What Does a Real Solution Require?
Structural conflicts require structural responses, and financial regulation has mature models. Exchanges are bound by fair access and non-discrimination rules; clearinghouses have governance requirements ensuring they do not favor any single member. The core principle: infrastructure that everyone must use cannot be controlled in a way that favors one user.
Applied to Arc, this means the network itself needs to assume obligations, not just the stablecoin:
- Transaction ordering must be provably neutral between USDC and competing stablecoins;
- Fee schedules must be public and uniform;
- The chain's governance must be demonstrably separated from Circle's commercial interests in USDC market share.
These are not novel requirements; they are standard tools in the regulated market infrastructure toolkit. The only reason they haven't been applied is that the law was written before issuers became infrastructure.
Europe's MiCA regulation also provides a comparison: like the GENIUS Act, its focus is on issuers and reserves, and it lacks a market structure chapter prepared for the scenario where "the issuer also operates the settlement network." Now, while Arc is still in its testnet phase and about to launch its mainnet, patching this chapter is cheapest; once it becomes the plumbing upon which a tokenized dollar economy relies, change becomes far more expensive.
The Tight Entanglement of Reserve Manager and Settlement Chain
Within the first conflict lies a second, directly indicated by the investor list: BlackRock both manages USDC's reserves and is an investor in Arc. Reserve manager, issuer, and settlement chain are now linked through overlapping commercial interests.

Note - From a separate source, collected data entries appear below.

//! The query set.
//!
//! [`Getters`] borrows a [`State`] immutably. Nothing here fails: absence is
//! `None`, `false` or an empty collection, and a missing predicate matches
//! everything.

use crate::{sort::sort_entities, Entity, EntityId, SortOptions, State, WrappedEntity};
use regex::{Regex, RegexBuilder};
use serde_json::Value;
use std::collections::{HashMap, HashSet};

/// A filter over wrapped entities.
pub type Predicate<'p> = &'p dyn Fn(&WrappedEntity) -> bool;

/// Read-only queries over one collection's state.
#[derive(Debug, Clone, Copy)]
pub struct Getters<'a> {
    state: &'a State,
}

/// Bind the query set to `state`.
pub fn create_getters(state: &State) -> Getters<'_> {
    Getters::new(state)
}

impl<'a> Getters<'a> {
    pub fn new(state: &'a State) -> Self {
        Self { state }
    }

    pub fn get_one(&self, id: &EntityId) -> Option<&'a WrappedEntity> {
        self.state.by_id.get(id)
    }

    /// Entities for `ids`, in request order. Unknown ids are left out.
    pub fn get_many(&self, ids: &[EntityId]) -> Vec<&'a WrappedEntity> {
        ids.iter().filter_map(|id| self.get_one(id)).collect()
    }

    pub fn get_all(&self) -> &'a HashMap<EntityId, WrappedEntity> {
        &self.state.by_id
    }

    /// All entities in id-list order.
    pub fn get_all_array(&self) -> Vec<&'a WrappedEntity> {
        self.iter().collect()
    }

    pub fn get_all_ids(&self) -> &'a [EntityId] {
        &self.state.all_ids
    }

    pub fn get_current(&self) -> Option<&'a WrappedEntity> {
        self.state.current.as_ref()
    }

    /// The stored entity `current_by_id` points at.
    pub fn get_current_by_id(&self) -> Option<&'a WrappedEntity> {
        self.state
            .current_by_id
            .as_ref()
            .and_then(|id| self.get_one(id))
    }

    /// The active ids, unresolved.
    pub fn get_active(&self) -> &'a [EntityId] {
        &self.state.active
    }

    pub fn get_first_active(&self) -> Option<&'a EntityId> {
        self.state.active.first()
    }

    pub fn is_already_in_store(&self, id: &EntityId) -> bool {
        self.state.by_id.contains_key(id)
    }

    pub fn is_already_active(&self, id: &EntityId) -> bool {
        self.state.active.contains(id)
    }

    /// Dirty flag of `id`, `false` if it is not stored.
    pub fn is_dirty(&self, id: &EntityId) -> bool {
        self.get_one(id).is_some_and(WrappedEntity::is_dirty)
    }

    pub fn get_is_empty(&self) -> bool {
        self.state.all_ids.is_empty()
    }

    pub fn get_is_not_empty(&self) -> bool {
        !self.get_is_empty()
    }

    pub fn len(&self) -> usize {
        self.state.all_ids.len()
    }

    pub fn is_empty(&self) -> bool {
        self.get_is_empty()
    }

    /// Entities in id-list order.
    pub fn iter(&self) -> impl Iterator<Item = &'a WrappedEntity> + 'a {
        let state = self.state;
        state.all_ids.iter().filter_map(move |id| state.by_id.get(id))
    }

    /// Requested ids that are not stored.
    ///
    /// Repeated ids are reported once (at their first position) unless
    /// `can_have_duplicates` is set, in which case every occurrence is kept.
    pub fn get_missing_ids(
        &self,
        ids: &[EntityId],
        can_have_duplicates: bool,
    ) -> Vec<EntityId> {
        let missing = ids.iter().filter(|id| !self.is_already_in_store(id));

        if can_have_duplicates {
            return missing.cloned().collect();
        }

        let mut seen = HashSet::new();
        missing.filter(|id| seen.insert(*id)).cloned().collect()
    }

    /// Input entities whose identifier is not stored.
    ///
    /// An entity without a valid identifier can never be stored, so it
    /// counts as missing.
    pub fn get_missing_entities<'e>(&self, entities: &'e [Entity]) -> Vec<&'e Entity> {
        let id_field = self.state.id_field();
        entities
            .iter()
            .filter(|entity| {
                entity
                    .id(id_field)
                    .map_or(true, |id| !self.is_already_in_store(&id))
            })
            .collect()
    }

    /// Matching entities keyed by id. `None` matches everything.
    ///
    /// A map has no order, so this takes no sort options; use
    /// [`get_where_array`](Self::get_where_array) for ordered results.
    pub fn get_where(
        &self,
        predicate: Option<Predicate<'_>>,
    ) -> HashMap<EntityId, &'a WrappedEntity> {
        let id_field = self.state.id_field();
        self.filtered(predicate)
            .filter_map(|entity| entity.id(id_field).map(|id| (id, entity)))
            .collect()
    }

    /// Matching entities in id-list order, then sorted by `options`.
    pub fn get_where_array(
        &self,
        predicate: Option<Predicate<'_>>,
        options: &SortOptions,
    ) -> Vec<&'a WrappedEntity> {
        let matches: Vec<_> = self.filtered(predicate).collect();
        sort_entities(matches, options)
    }

    /// First match in id-list order. `None` yields the first entity.
    pub fn get_first_where(
        &self,
        predicate: Option<Predicate<'_>>,
    ) -> Option<&'a WrappedEntity> {
        self.filtered(predicate).next()
    }

    /// Entities with at least one string field matching `query`.
    ///
    /// `query` is a case-insensitive regular expression; a query that does
    /// not compile as one is matched as a literal substring. Case folding
    /// follows Unicode simple case folding.
    pub fn search(&self, query: &str) -> Vec<&'a WrappedEntity> {
        let Some(pattern) = search_pattern(query) else {
            return Vec::new();
        };

        self.iter()
            .filter(|entity| {
                entity
                    .fields()
                    .values()
                    .any(|value| matches!(value, Value::String(s) if pattern.is_match(s)))
            })
            .collect()
    }

    fn filtered<'p>(
        &self,
        predicate: Option<Predicate<'p>>,
    ) -> impl Iterator<Item = &'a WrappedEntity> + 'p
    where
        'a: 'p,
    {
        self.iter()
            .filter(move |entity| predicate.map_or(true, |matches| matches(*entity)))
    }
}

fn search_pattern(query: &str) -> Option<Regex> {
    let build = |pattern: &str| RegexBuilder::new(pattern).case_insensitive(true).build();

    match build(query) {
        Ok(pattern) => Some(pattern),
        Err(_) => match build(regex::escape(query).as_str()) {
            Ok(pattern) => Some(pattern),
            Err(err) => {
                tracing::warn!(%query, error = %err, "unusable search query");
                None
            }
        },
    }
}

Each individual relationship might be justifiable, but together, they describe a highly concentrated cluster of a few mutually invested companies sitting at the center of what should be neutral dollar infrastructure.
This concentration is exactly what market structure rules need to examine. Regulators should ask not whether these institutions are reputable (they clearly are), but whether a tokenized dollar system should form around such a small group before anyone has decided the neutral obligations of the core venue.
The Window for Rulemaking is Short
Regulators should be alerted by the timing. From announcement to public testnet to completed financing, Arc has taken only about a year. Circle has explicitly stated it will launch the mainnet and transition to PoS validation.
Once this type of infrastructure carries real value, it is difficult to reshape—because the cost of changing rules is passed on to all institutions building on it. Settlement networks accumulate integrations, liquidity, and dependent applications; each added layer increases the switching cost for subsequent intervention.
The practical best time to decide the neutral obligations for a stablecoin issuer's chain is now—while Arc is still in its pre-mainnet phase, and rule changes modify design documents, not a live system. Once Arc processes institutional-grade volume, regulators demanding that Circle separate chain governance from its USDC commercial interests would be equivalent to ordering a rebuild of live infrastructure, a process that is slow, expensive, and fiercely resisted.
Vertical Integration is Strategy, and Risk
Circle's behavior is not irrational. Owning the full stack follows the same logic as companies like Stripe. From a shareholder perspective, it's the right move—because profits flow to those who control the infrastructure, while a pure issuer is a thin business lying on someone else's rails.
The strategy that serves Circle's shareholders is precisely what regulators should examine now, before it solidifies. Preventing structural conflict is cheap; unwinding it later is costly.
The question is not complicated: Can a regulated stablecoin issuer own the settlement network its competitors must use? If allowed, what neutral obligations must that network assume?
The GENIUS Act answers neither of these questions because, in 2025, they didn't need answers. But in 2026, they do, and Circle is the reason why.